- Interviews
“Golden Globes Around the World” Podcast: Richard Chamberlain
Long before George Clooney took our temperature in ER or Patrick Dempsey became famous as McDreamy in Grey’s Anatomy, TV and film legend Richard Chamberlain became one of TV’s biggest heartthrobs in the title role of the TV medical drama, Dr. Kildare, which ran from 1961-66.
At the height of the show’s popularity, over two million people a week were watching and when the 87-year-old actor sat down with HFPA member Michele Manelis from his Hawaiian home to record a new episode of our “Golden Globes Around the World” podcast, he was still proud of the 12,000 pieces of fan mail he’d receive each week the show aired. “That’s more than Clark Gable ever got,” Chamberlain jokes.

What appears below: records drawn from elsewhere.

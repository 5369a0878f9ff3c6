//! # Active Context
//!
//! The "currently selected" workspace. Commands receive it as an explicit
//! [`SelectionContext`] value; persisting it is delegated to an
//! [`ActiveContextWriter`], and a failed write never fails the command that
//! triggered it.

use crate::core::entity_resolver::EntityResolver;
use crate::core::index_store::IndexStore;
use crate::core::store::{HierarchyStore, StoreError, StoreResult};
use crate::models::{ActiveSelection, Level, ResolvedPath, ScopeRef};

/// Persists the active selection somewhere.
pub trait ActiveContextWriter {
    fn write_selection(&mut self, selection: ActiveSelection) -> StoreResult<()>;
}

/// Writes the selection to the store file right away. If the file cannot be
/// written, the previous selection is put back so the store is left unchanged
/// and a later `save` has nothing pending from this write.
impl ActiveContextWriter for IndexStore {
    fn write_selection(&mut self, selection: ActiveSelection) -> StoreResult<()> {
        let previous = self.active_selection()?;
        self.set_active_selection(selection)?;
        if let Err(e) = self.save() {
            self.set_active_selection(previous)?;
            return Err(e);
        }
        Ok(())
    }
}

/// The selection a command operates under.
#[derive(Debug, Clone, Copy, Default, PartialEq, Eq)]
pub struct SelectionContext {
    selection: ActiveSelection,
}

impl SelectionContext {
    pub fn new(selection: ActiveSelection) -> Self {
        Self { selection }
    }

    /// Reads the persisted selection. An unreadable selection is treated as empty.
    pub fn load<S: HierarchyStore + ?Sized>(store: &S) -> Self {
        match store.active_selection() {
            Ok(selection) => Self::new(selection),
            Err(e) => {
                log::warn!("Could not read the active selection: {}", e);
                Self::default()
            }
        }
    }

    pub fn selection(&self) -> ActiveSelection {
        self.selection
    }

    pub fn is_empty(&self) -> bool {
        self.selection.is_empty()
    }

    /// The most specific selected entity.
    pub fn deepest_scope(&self) -> Option<ScopeRef> {
        let s = &self.selection;
        s.workspace_id
            .map(|id| ScopeRef::new(Level::Workspace, id))
            .or_else(|| s.app_id.map(|id| ScopeRef::new(Level::App, id)))
            .or_else(|| s.domain_id.map(|id| ScopeRef::new(Level::Domain, id)))
            .or_else(|| s.ecosystem_id.map(|id| ScopeRef::new(Level::Ecosystem, id)))
    }

    /// `true` if `scope` is part of the selected chain.
    pub fn contains(&self, scope: ScopeRef) -> bool {
        let id = match scope.level {
            Level::Ecosystem => self.selection.ecosystem_id,
            Level::Domain => self.selection.domain_id,
            Level::App => self.selection.app_id,
            Level::Workspace => self.selection.workspace_id,
        };
        id == Some(scope.id)
    }

    /// Rebuilds the full path of the selected workspace.
    ///
    /// A selection pointing at an entity that no longer exists yields `None`.
    pub fn current_path<S: HierarchyStore + ?Sized>(
        &self,
        store: &S,
    ) -> StoreResult<Option<ResolvedPath>> {
        let Some(workspace_id) = self.selection.workspace_id else {
            return Ok(None);
        };
        let resolver = EntityResolver::new(store);
        let path = store
            .get_workspace(workspace_id)
            .and_then(|ws| resolver.materialize(ws));
        match path {
            Ok(path) => Ok(Some(path)),
            Err(e @ (StoreError::EntityNotFound { .. } | StoreError::BrokenParentLink { .. })) => {
                log::warn!("Active selection is stale: {}", e);
                Ok(None)
            }
            Err(e) => Err(e),
        }
    }

    /// Selects `path` and persists it through `writer`.
    ///
    /// The in-memory context is always updated. A write failure is logged and
    /// swallowed.
    pub fn apply<W: ActiveContextWriter + ?Sized>(&mut self, writer: &mut W, path: &ResolvedPath) {
        self.selection = path.selection();
        self.persist(writer);
    }

    /// Clears the selection and persists the empty selection through `writer`.
    pub fn clear<W: ActiveContextWriter + ?Sized>(&mut self, writer: &mut W) {
        self.selection = ActiveSelection::default();
        self.persist(writer);
    }

    fn persist<W: ActiveContextWriter + ?Sized>(&self, writer: &mut W) {
        match writer.write_selection(self.selection) {
            Ok(()) => log::debug!("Active selection persisted: {:?}", self.selection),
            Err(e) => log::warn!("Failed to persist the active selection: {}", e),
        }
    }
}

#[cfg(test)]
mod tests {
    use super::*;
    use crate::core::filter::ResolutionFilter;
    use crate::core::fixtures::sample_store;
    use std::path::PathBuf;

    struct BrokenWriter {
        attempts: usize,
    }

    impl ActiveContextWriter for BrokenWriter {
        fn write_selection(&mut self, _selection: ActiveSelection) -> StoreResult<()> {
            self.attempts += 1;
            Err(StoreError::Unavailable("disk full".into()))
        }
    }

    fn staging(store: &IndexStore) -> ResolvedPath {
        EntityResolver::new(store)
            .resolve(&ResolutionFilter::default().with_workspace("staging"))
            .unwrap()
    }

    #[test]
    fn test_apply_persists_and_round_trips() {
        let mut store = sample_store();
        let path = staging(&store);

        let mut context = SelectionContext::load(&store);
        assert!(context.is_empty());
        context.apply(&mut store, &path);

        let reloaded = SelectionContext::load(&store);
        assert_eq!(reloaded, context);
        assert_eq!(reloaded.current_path(&store).unwrap(), Some(path.clone()));
        assert_eq!(
            reloaded.deepest_scope(),
            Some(ScopeRef::new(Level::Workspace, path.workspace.id))
        );
        assert!(reloaded.contains(ScopeRef::new(Level::App, path.app.id)));
    }

    #[test]
    fn test_write_failure_is_swallowed() {
        let store = sample_store();
        let path = staging(&store);
        let mut writer = BrokenWriter { attempts: 0 };

        let mut context = SelectionContext::default();
        context.apply(&mut writer, &path);

        assert_eq!(writer.attempts, 1);
        assert_eq!(context.selection(), path.selection());
    }

    #[test]
    fn test_clear_empties_the_selection() {
        let mut store = sample_store();
        let path = staging(&store);
        let mut context = SelectionContext::default();
        context.apply(&mut store, &path);

        context.clear(&mut store);
        assert!(SelectionContext::load(&store).is_empty());
        assert_eq!(context.deepest_scope(), None);
    }

    #[test]
    fn test_stale_selection_has_no_current_path() {
        let store = sample_store();
        let context = SelectionContext::new(ActiveSelection {
            workspace_id: Some(999),
            ..Default::default()
        });
        assert_eq!(context.current_path(&store).unwrap(), None);
    }

    #[test]
    fn test_selection_with_a_dangling_parent_is_stale() {
        let store = sample_store();
        let path = staging(&store);
        let mut index = store.index().clone();
        index.apps.remove(&path.app.id);
        let broken = IndexStore::in_memory(index);

        let context = SelectionContext::new(path.selection());
        assert_eq!(context.current_path(&broken).unwrap(), None);
    }

    #[test]
    fn test_failed_store_write_leaves_nothing_pending() {
        let dir = tempfile::tempdir().unwrap();
        let blocker = dir.path().join("blocker");
        let mut store = IndexStore::open(&blocker.join("store.bin")).unwrap();
        let eco = store.create_ecosystem("retail").unwrap();
        let dom = store.create_domain(eco.id, "backend").unwrap();
        let app = store
            .create_app(dom.id, "shop", PathBuf::from("/src/shop"))
            .unwrap();
        store.create_workspace(app.id, "main", None).unwrap();
        store.save().unwrap();

        // The store directory turns into a plain file, so every write fails.
        std::fs::remove_dir_all(&blocker).unwrap();
        std::fs::write(&blocker, b"not a directory").unwrap();

        let path = EntityResolver::new(&store)
            .resolve(&ResolutionFilter::default().with_workspace("main"))
            .unwrap();
        let mut context = SelectionContext::default();
        context.apply(&mut store, &path);

        assert_eq!(context.selection(), path.selection());
        assert!(store.active_selection().unwrap().is_empty());
        assert!(!store.needs_saving());
        assert!(store.save().is_ok());
    }
}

Playing Kildare was also the start of Chamberlain’s long relationship with the Hollywood Foreign Press Association and the Golden Globes, starting with his first Globe win for 1963 Best TV Star in Dr. Kildare and eventually leading to a total of six Golden Globe nominations and two more wins: the 1981 Best TV Actor in the drama series Shogun and the 1984 Best Actor in a Miniseries, as Father Ralph in the iconic mini-series, The Thorn Birds.
Chamberlain also tells Manelis that the Golden Globes already had a reputation for being Hollywood’s party of the year when he first attended almost 60 years ago! “The Hollywood Foreign Press award parties were famous for being the most fun of all as the people drank a little more, there was more fun and the foreign press was really, really nice to me my whole career,” he says in the podcast. “Winning a Globe was a new experience for me too, as I’d been nominated for Emmys a few times but never won, so I loved winning those Golden Globes! To hold that Golden Globe in your hands and be able to thank everybody, it’s just a delightful feeling. The statues are in my living room now, glittering on a shelf for all to see.”
The actor reminisced about many highlights of his career and his Globe wins earning him the title of ‘King of the Miniseries’. He also talks about being the first actor to play Jason Bourne (sorry Matt Damon) in the 1988 TV movie, The Bourne Identity working with acting icon Laurence Olivier in the 1973 film, Lady Caroline Lamb, and hanging out with co-stars Paul Newman and Steve McQueen while playing his favorite villain role in the 1974 disaster movie, The Towering Inferno.
In 2013, when Chamberlain sat down to write his autobiography, “Shattered Love: A Memoir,” he finally ended decades of rumors and a tortured secret identity in his private life by coming out as gay. He tells Manelis that going public was never planned.
“At the time I got the book offer, I was doing a lot of spiritual work and personal, psychological work, and I thought, ‘oh, I’ll write a book about love and the power of love in our lives,’” he explains. “I didn’t want to write about being gay, because I knew that’s all anybody would want to talk about, and so I wasn’t going to talk about it in the book. But then my partner at the time said, ‘Richard, you have got to make this personal, you have got to talk about yourself,’ so I dared to write about being gay, which I had kept as secret as possible for decades.”
Although he’s no longer working, the Hollywood Foreign Press is proud to celebrate our 60-year-long relationship with the actor in this special episode of “Golden Globes Around the World.”